Dancing Dark Spiders [a Poetic Mytho]
Dancing Dark Spiders
Part I
The Dark Thick
The sun raised over the top of the Galapagos, pouring down a tide of brilliant, gleaming sunlight: involuntary motions, deliriums: riddled the jungle, and my puzzled-entangled brain—.
Down, down and around the tributaries—it seemed the slow current lead my vessel: filled with night’s goblin-faces—; obscure dimness, riding high, high as leering faces nearby—from somber trees: whispered: ‘Death is painted dark and thick, we are the dancing spiders of the haunting trees of the Galapagos.’

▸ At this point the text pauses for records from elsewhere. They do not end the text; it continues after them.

//! SQLite dataset backend
//!
//! Keeps the same four columns as the CSV file, keyed by URL, with a
//! `position` column preserving dataset order. A save rewrites the table
//! in one transaction, so a failed save leaves the previous rows intact.

use crate::storage::schema::initialize_schema;
use crate::storage::traits::{DatasetError, DatasetResult, DatasetStore};
use crate::storage::{ArticleRecord, Dataset};
use rusqlite::{params, Connection};
use std::path::{Path, PathBuf};

/// SQLite storage backend
pub struct SqliteDataset {
    conn: Connection,
    path: PathBuf,
}

impl SqliteDataset {
    /// Opens or creates the database at `path`
    ///
    /// A file that is not a SQLite database is reported as corrupt.
    pub fn open(path: &Path) -> DatasetResult<Self> {
        if let Some(parent) = path.parent() {
            if !parent.as_os_str().is_empty() {
                std::fs::create_dir_all(parent)?;
            }
        }

        let conn = Connection::open(path)?;

        conn.execute_batch(
            "
            PRAGMA journal_mode = WAL;
            PRAGMA synchronous = NORMAL;
        ",
        )
        .and_then(|_| initialize_schema(&conn))
        .map_err(|e| DatasetError::corrupt(path, e.to_string()))?;

        Ok(Self {
            conn,
            path: path.to_path_buf(),
        })
    }

    /// Creates an in-memory database (for testing)
    #[cfg(test)]
    pub fn open_in_memory() -> DatasetResult<Self> {
        let conn = Connection::open_in_memory()?;
        initialize_schema(&conn)?;
        Ok(Self {
            conn,
            path: PathBuf::from(":memory:"),
        })
    }
}

impl DatasetStore for SqliteDataset {
    fn load(&self) -> DatasetResult<Dataset> {
        let mut stmt = self.conn.prepare(
            "SELECT crawled_at, title, url, content FROM articles ORDER BY position, url",
        )?;

        let rows = stmt.query_map([], |row| {
            Ok(ArticleRecord {
                crawled_at: row.get(0)?,
                title: row.get(1)?,
                url: row.get(2)?,
                content: row.get(3)?,
            })
        })?;

        let mut dataset = Dataset::new();
        for row in rows {
            dataset.upsert(row?);
        }
        Ok(dataset)
    }

    fn save(&mut self, dataset: &Dataset) -> DatasetResult<usize> {
        let tx = self.conn.transaction()?;
        tx.execute("DELETE FROM articles", [])?;
        {
            let mut stmt = tx.prepare(
                "INSERT INTO articles (url, crawled_at, title, content, position)
                 VALUES (?1, ?2, ?3, ?4, ?5)",
            )?;

            for (position, record) in dataset.iter().enumerate() {
                stmt.execute(params![
                    record.url,
                    record.crawled_at,
                    record.title,
                    record.content,
                    position as i64
                ])?;
            }
        }
        tx.commit()?;

        Ok(dataset.len())
    }

    fn location(&self) -> &Path {
        &self.path
    }
}
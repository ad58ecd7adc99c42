//! CSV dataset backend
//!
//! The dataset is a UTF-8, comma-delimited file with the header
//! `crawled_at,title,url,content` and one quoted-as-needed row per article.

use crate::storage::traits::{DatasetError, DatasetResult, DatasetStore};
use crate::storage::{ArticleRecord, Dataset, COLUMNS};
use csv::{ReaderBuilder, StringRecord, WriterBuilder};
use std::fs::{self, File};
use std::io::BufReader;
use std::path::{Path, PathBuf};
use tempfile::NamedTempFile;

/// CSV file backend
pub struct CsvDataset {
    path: PathBuf,
}

impl CsvDataset {
    pub fn new(path: &Path) -> Self {
        Self {
            path: path.to_path_buf(),
        }
    }

    /// Directory the dataset lives in; save stages its temp file here
    fn directory(&self) -> &Path {
        match self.path.parent() {
            Some(parent) if !parent.as_os_str().is_empty() => parent,
            _ => Path::new("."),
        }
    }

    fn corrupt_at(&self, line: Option<u64>, message: impl std::fmt::Display) -> DatasetError {
        match line {
            Some(line) => DatasetError::corrupt(&self.path, format!("line {}: {}", line, message)),
            None => DatasetError::corrupt(&self.path, message.to_string()),
        }
    }

    fn check_headers(&self, headers: &StringRecord) -> DatasetResult<()> {
        let mut found: Vec<&str> = headers.iter().collect();
        found.sort_unstable();
        let mut expected = COLUMNS.to_vec();
        expected.sort_unstable();

        if found != expected {
            return Err(DatasetError::corrupt(
                &self.path,
                format!(
                    "expected header {}, found {}",
                    COLUMNS.join(","),
                    headers.iter().collect::<Vec<_>>().join(",")
                ),
            ));
        }
        Ok(())
    }
}

impl DatasetStore for CsvDataset {
    fn load(&self) -> DatasetResult<Dataset> {
        if !self.path.exists() {
            return Ok(Dataset::new());
        }

        let file = File::open(&self.path)?;
        if file.metadata()?.len() == 0 {
            return Ok(Dataset::new());
        }

        let mut reader = ReaderBuilder::new()
            .has_headers(true)
            .from_reader(BufReader::new(file));

        let headers = reader
            .headers()
            .map_err(|e| DatasetError::corrupt(&self.path, format!("unreadable header: {}", e)))?
            .clone();
        self.check_headers(&headers)?;

        let mut dataset = Dataset::new();
        let mut row = StringRecord::new();
        loop {
            let more = reader
                .read_record(&mut row)
                .map_err(|e| self.corrupt_at(e.position().map(|p| p.line()), &e))?;
            if !more {
                break;
            }

            // Quoted fields may span lines, so report where the record starts
            let line = row.position().map(|p| p.line());
            let record: ArticleRecord = row
                .deserialize(Some(&headers))
                .map_err(|e| self.corrupt_at(line, e))?;

            if record.url.is_empty() {
                return Err(self.corrupt_at(line, "empty url"));
            }

            dataset.upsert(record);
        }

        Ok(dataset)
    }

    fn save(&mut self, dataset: &Dataset) -> DatasetResult<usize> {
        if let Some(parent) = self.path.parent() {
            if !parent.as_os_str().is_empty() {
                fs::create_dir_all(parent)?;
            }
        }

        // The temp file is deleted on drop unless it is persisted
        let mut staged = NamedTempFile::new_in(self.directory())?;
        {
            let mut writer = WriterBuilder::new()
                .has_headers(false)
                .from_writer(staged.as_file_mut());
            writer.write_record(COLUMNS)?;
            for record in dataset.iter() {
                writer.serialize(record)?;
            }
            writer.flush()?;
        }
        staged.persist(&self.path).map_err(|e| DatasetError::Io(e.error))?;

        Ok(dataset.len())
    }

    fn location(&self) -> &Path {
        &self.path
    }
}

The walls, embankments of the islands threatened to crush my little vessel—as it pushed and shoved, hugged and threw, tossed and blew, blew us two on board, to the islands shores. Boa-like roots stretched from tree to tree—all seemingly reaching, reaching like littered snakes—everywhere: here and there; reaching like broken toes, coiled looped-ropes over one another.
It was as though the plants were alive: as they enveloped us two—us two invaders, now side by side, with the humming hawks, and Lava Lizards; Marine Iguanas singing; giant prickly-pear cactus—cactus’—everywhere; crabs, Sea Lions all about, penguins, gulls. The foliage, undergrowth, twisted around our torsos, eyeballs; clinging, clinging to our throats, blinding us at times: choking, choking us, like frozen mimes.
Rambled my wife: “Look, look at the dark spiders dancing, dancing on the root?” Pointing to a tree; hence, in a hole came out two larger spiders, dancing, dancing—hypnotically!
(There isn’t much to tell: they jumped on top of her, and sucked out, out from her pours—the marrow from her bones, her cranium; she was, was as empty as an empty pot now; Ambrosia should not have looked.)
Odd as it was—next: the long-black thick dark spiders, climbed, climbed the roots of the tree, to get a better look at me; looking, just looking at my eyeballs, looking hypnotically (my mate dead, as dead can be) just eyeballs! Uncontrollable convulsions began—for never, never before had a man, a man walked upon these sands, my eye-sockets now hollow…for they had jumped within.
Part II
Delirious Drifting
It was not a nightmare he assured himself, with fever and all; unmistakably, he was alive—alas, his wife wasn’t.
(His delirious sounding voice continued with the story to the doctors.)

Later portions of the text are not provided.